The relative risk of coronary heart disease among women with diabetes is approximately 2.5-fold that of women without diabetes (Lee et al, 2000). The presumed higher prevalence of diabetes among women with endometrial cancer could therefore be expected to be associated with an increase in cardiovascular disease mortality. A long-term follow-up study of women with polycystic ovary syndrome also reported no excess of cardiovascular disease mortality, despite an excess of prevalence of and mortality from diabetes (Wild et al, 2000). The absence of excess cardiovascular disease mortality in the cohort could potentially be explained by a combination of endometrial and breast cancer acting as competing causes of death, residual confounding, non-random misclassification bias or possibly a protective effect of exposure to unopposed oestrogen against cardiovascular disease. A prospective cohort study is required to establish the role of these factors.

The use of routine data means that the potential confounding effects of only age, calendar period and deprivation category could be addressed in this study.
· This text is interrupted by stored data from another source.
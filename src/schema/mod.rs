//! Table layout and DDL rendering.
//!
//! A vector table has a fixed core (UUID id, text content, fixed-dimension
//! vector) followed by caller-declared metadata columns and an optional JSONB
//! column for undeclared keys:
//!
//! ```sql
//! CREATE TABLE "public"."documents" (
//!     "embedding_id" UUID PRIMARY KEY,
//!     "content" TEXT,
//!     "embedding" vector(768) NOT NULL,
//!     "category" text,
//!     "metadata_json" JSONB
//! )
//! ```
//!
//! [`TableConfig::validate`] turns the caller's configuration into a
//! [`TableLayout`] whose names are all [`SafeIdent`]s; every statement is
//! rendered from the layout.

use crate::models::{SafeIdent, SqlType, qualified};
use crate::{Error, Result};
use regex::Regex;
use serde::{Deserialize, Serialize};
use std::collections::HashSet;
use std::sync::LazyLock;

/// Default schema name.
pub const DEFAULT_SCHEMA: &str = "public";
/// Default id column name.
pub const DEFAULT_ID_COLUMN: &str = "embedding_id";
/// Default content column name.
pub const DEFAULT_CONTENT_COLUMN: &str = "content";
/// Default embedding column name.
pub const DEFAULT_EMBEDDING_COLUMN: &str = "embedding";
/// Conventional name for the JSON metadata column.
pub const DEFAULT_METADATA_JSON_COLUMN: &str = "metadata_json";

/// Probes for any relation holding the table's name, including ones the
/// role has no privileges on. Binds `$1` schema, `$2` table.
pub const TABLE_EXISTS_QUERY: &str = "SELECT EXISTS (SELECT 1 FROM pg_catalog.pg_class c \
     JOIN pg_catalog.pg_namespace n ON n.oid = c.relnamespace \
     WHERE n.nspname = $1 AND c.relname = $2)";

/// Lists live columns with their formatted types. Binds `$1` schema, `$2`
/// table.
pub const TABLE_COLUMNS_QUERY: &str = "SELECT a.attname::text, format_type(a.atttypid, a.atttypmod) \
     FROM pg_attribute a \
     JOIN pg_class c ON c.oid = a.attrelid \
     JOIN pg_namespace n ON n.oid = c.relnamespace \
     WHERE n.nspname = $1 AND c.relname = $2 AND a.attnum > 0 AND NOT a.attisdropped \
     ORDER BY a.attnum";

static VECTOR_TYPE_PATTERN: LazyLock<Option<Regex>> =
    LazyLock::new(|| Regex::new(r"^vector\((\d+)\)$").ok());

/// A declared metadata column.
#[derive(Debug, Clone, PartialEq, Eq, Serialize, Deserialize)]
pub struct MetadataColumn {
    /// Column name.
    pub name: String,
    /// SQL type, e.g. `text`, `integer`, `varchar(20)`.
    pub data_type: String,
    /// Whether the column accepts NULL.
    #[serde(default = "default_nullable")]
    pub nullable: bool,
}

const fn default_nullable() -> bool {
    true
}

impl MetadataColumn {
    /// Creates a nullable column.
    #[must_use]
    pub fn new(name: impl Into<String>, data_type: impl Into<String>) -> Self {
        Self {
            name: name.into(),
            data_type: data_type.into(),
            nullable: true,
        }
    }

    /// Marks the column `NOT NULL`.
    #[must_use]
    pub const fn not_null(mut self) -> Self {
        self.nullable = false;
        self
    }
}

/// Configuration for a vector table.
#[derive(Debug, Clone, PartialEq, Eq, Serialize, Deserialize)]
pub struct TableConfig {
    /// Table name.
    pub table_name: String,
    /// Schema name.
    pub schema_name: String,
    /// Id column name.
    pub id_column: String,
    /// Content column name.
    pub content_column: String,
    /// Embedding column name.
    pub embedding_column: String,
    /// Vector dimension.
    pub vector_size: usize,
    /// Declared metadata columns, in table order.
    pub metadata_columns: Vec<MetadataColumn>,
    /// JSONB column for metadata keys without a declared column.
    pub metadata_json_column: Option<String>,
    /// Drop and recreate the table if it exists.
    ///
    /// Destructive: every row in the existing table is lost.
    pub overwrite_existing: bool,
    /// Whether records carry declared metadata. Must be true exactly when
    /// `metadata_columns` is non-empty.
    pub store_metadata: bool,
}

impl TableConfig {
    /// Creates a configuration with default column names and no metadata.
    #[must_use]
    pub fn new(table_name: impl Into<String>, vector_size: usize) -> Self {
        Self {
            table_name: table_name.into(),
            schema_name: DEFAULT_SCHEMA.to_string(),
            id_column: DEFAULT_ID_COLUMN.to_string(),
            content_column: DEFAULT_CONTENT_COLUMN.to_string(),
            embedding_column: DEFAULT_EMBEDDING_COLUMN.to_string(),
            vector_size,
            metadata_columns: Vec::new(),
            metadata_json_column: None,
            overwrite_existing: false,
            store_metadata: false,
        }
    }

    /// Sets the schema.
    #[must_use]
    pub fn with_schema(mut self, schema: impl Into<String>) -> Self {
        self.schema_name = schema.into();
        self
    }

    /// Sets the id column name.
    #[must_use]
    pub fn with_id_column(mut self, name: impl Into<String>) -> Self {
        self.id_column = name.into();
        self
    }

    /// Sets the content column name.
    #[must_use]
    pub fn with_content_column(mut self, name: impl Into<String>) -> Self {
        self.content_column = name.into();
        self
    }

    /// Sets the embedding column name.
    #[must_use]
    pub fn with_embedding_column(mut self, name: impl Into<String>) -> Self {
        self.embedding_column = name.into();
        self
    }

    /// Declares metadata columns and enables metadata storage.
    #[must_use]
    pub fn with_metadata_columns(mut self, columns: Vec<MetadataColumn>) -> Self {
        self.store_metadata = !columns.is_empty();
        self.metadata_columns = columns;
        self
    }

    /// Sets the metadata storage flag.
    #[must_use]
    pub const fn with_store_metadata(mut self, store: bool) -> Self {
        self.store_metadata = store;
        self
    }

    /// Adds a JSONB column for undeclared metadata keys.
    #[must_use]
    pub fn with_metadata_json_column(mut self, name: impl Into<String>) -> Self {
        self.metadata_json_column = Some(name.into());
        self
    }

    /// Drops any existing table before creating this one.
    #[must_use]
    pub const fn with_overwrite(mut self, overwrite: bool) -> Self {
        self.overwrite_existing = overwrite;
        self
    }

    /// Validates every name and the metadata flag.
    ///
    /// # Errors
    ///
    /// Returns [`Error::Configuration`] if the dimension is zero, the metadata
    /// flag disagrees with the declared columns, a name is not a safe
    /// identifier, a type is not a plain SQL type, or two columns share a
    /// name.
    pub fn validate(&self) -> Result<TableLayout> {
        if self.vector_size == 0 {
            return Err(Error::Configuration(
                "vector dimension must be positive".to_string(),
            ));
        }
        match (self.metadata_columns.is_empty(), self.store_metadata) {
            (true, true) => {
                return Err(Error::Configuration(
                    "store_metadata is set but no metadata columns are declared".to_string(),
                ));
            },
            (false, false) => {
                return Err(Error::Configuration(
                    "metadata columns are declared but store_metadata is disabled".to_string(),
                ));
            },
            _ => {},
        }

        let layout = TableLayout {
            schema: SafeIdent::new(self.schema_name.as_str())?,
            table: SafeIdent::new(self.table_name.as_str())?,
            id_column: SafeIdent::new(self.id_column.as_str())?,
            content_column: SafeIdent::new(self.content_column.as_str())?,
            embedding_column: SafeIdent::new(self.embedding_column.as_str())?,
            dimension: self.vector_size,
            metadata_columns: self
                .metadata_columns
                .iter()
                .map(|column| {
                    Ok(LayoutColumn {
                        name: SafeIdent::new(column.name.as_str())?,
                        data_type: SqlType::new(column.data_type.as_str())?,
                        nullable: column.nullable,
                    })
                })
                .collect::<Result<Vec<_>>>()?,
            metadata_json_column: self
                .metadata_json_column
                .as_deref()
                .map(SafeIdent::new)
                .transpose()?,
        };
        layout.check_unique()?;
        Ok(layout)
    }
}

/// A validated metadata column.
#[derive(Debug, Clone, PartialEq, Eq)]
pub struct LayoutColumn {
    /// Column name.
    pub name: SafeIdent,
    /// Declared type.
    pub data_type: SqlType,
    /// Whether the column accepts NULL.
    pub nullable: bool,
}

/// A validated table layout.
#[derive(Debug, Clone, PartialEq, Eq)]
pub struct TableLayout {
    /// Schema.
    pub schema: SafeIdent,
    /// Table.
    pub table: SafeIdent,
    /// UUID primary key column.
    pub id_column: SafeIdent,
    /// Text content column.
    pub content_column: SafeIdent,
    /// Vector column.
    pub embedding_column: SafeIdent,
    /// Vector dimension.
    pub dimension: usize,
    /// Declared metadata columns.
    pub metadata_columns: Vec<LayoutColumn>,
    /// JSONB metadata column.
    pub metadata_json_column: Option<SafeIdent>,
}

impl TableLayout {
    fn check_unique(&self) -> Result<()> {
        let mut seen = HashSet::new();
        for name in self.column_names() {
            if !seen.insert(name) {
                return Err(Error::Configuration(format!(
                    "column '{name}' is declared more than once"
                )));
            }
        }
        Ok(())
    }

    /// Returns every column name in table order.
    #[must_use]
    pub fn column_names(&self) -> Vec<&str> {
        let mut names = vec![
            self.id_column.as_str(),
            self.content_column.as_str(),
            self.embedding_column.as_str(),
        ];
        names.extend(self.metadata_columns.iter().map(|c| c.name.as_str()));
        if let Some(json) = &self.metadata_json_column {
            names.push(json.as_str());
        }
        names
    }

    /// Returns `"schema"."table"`.
    #[must_use]
    pub fn qualified_name(&self) -> String {
        qualified(&self.schema, &self.table)
    }

    /// Renders the `CREATE TABLE` statement.
    #[must_use]
    pub fn create_table_statement(&self) -> String {
        let mut columns = vec![
            format!("{} UUID PRIMARY KEY", self.id_column.quoted()),
            format!("{} TEXT", self.content_column.quoted()),
            format!(
                "{} vector({}) NOT NULL",
                self.embedding_column.quoted(),
                self.dimension
            ),
        ];
        columns.extend(self.metadata_columns.iter().map(|column| {
            let not_null = if column.nullable { "" } else { " NOT NULL" };
            format!("{} {}{not_null}", column.name.quoted(), column.data_type)
        }));
        if let Some(json) = &self.metadata_json_column {
            columns.push(format!("{} JSONB", json.quoted()));
        }
        format!(
            "CREATE TABLE {} ({})",
            self.qualified_name(),
            columns.join(", ")
        )
    }

    /// Renders `DROP TABLE IF EXISTS`.
    #[must_use]
    pub fn drop_table_statement(&self) -> String {
        drop_table_statement(&self.schema, &self.table)
    }
}

/// Renders `DROP TABLE IF EXISTS "schema"."table"`.
#[must_use]
pub fn drop_table_statement(schema: &SafeIdent, table: &SafeIdent) -> String {
    format!("DROP TABLE IF EXISTS {}", qualified(schema, table))
}

/// A column as reported by the catalog.
#[derive(Debug, Clone, PartialEq, Eq)]
pub struct TableColumn {
    /// Column name.
    pub name: String,
    /// Type as rendered by `format_type`, e.g. `vector(768)`, `integer`.
    pub data_type: String,
}

/// Reads the dimension from a `vector(N)` type.
#[must_use]
pub fn vector_dimension(data_type: &str) -> Option<usize> {
    VECTOR_TYPE_PATTERN
        .as_ref()?
        .captures(data_type.trim())?
        .get(1)?
        .as_str()
        .parse()
        .ok()
}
We were unable to consider the effects of other potential confounding factors including parity, body mass index, fat distribution, smoking habit, presence and treatment for hypertension or dyslipidaemia and use of hormone replacement therapy, aspirin, anti-hypertensives, lipid-lowering drugs or tamoxifen.

There is the potential for errors in record linkage, but this is unlikely to have a marked effect as the linkage process is estimated to be 98% accurate (Harley and Jones, 1999). The codes and the rules for coding the underlying cause of death changed with the introduction of ICD-10 codes for mortality data in 2000 and we have assumed that any effect of this would be similar for women with and without endometrial cancer.

In conclusion, we have shown that endometrial cancer is associated with an approximately fourfold increase in ovarian cancer mortality and a twofold increase in mortality from breast cancer and diabetes, and that cardiovascular disease mortality among women with a history of endometrial cancer is similar to that observed in the general population. The findings suggest that women with endometrial cancer should receive similar advice on lifestyle and pharmacological treatment for primary and secondary prevention of cardiovascular disease to women in the general population. The high diabetes prevalence and mortality among women with endometrial cancer suggests that weight control and regular physical activity are particularly important for this group of women. Further research is required to establish the temporal relationships between endometrial cancer, ovarian cancer, breast cancer and diabetes and to establish appropriate approaches to screening for and management of each condition among women with one or more of the other conditions.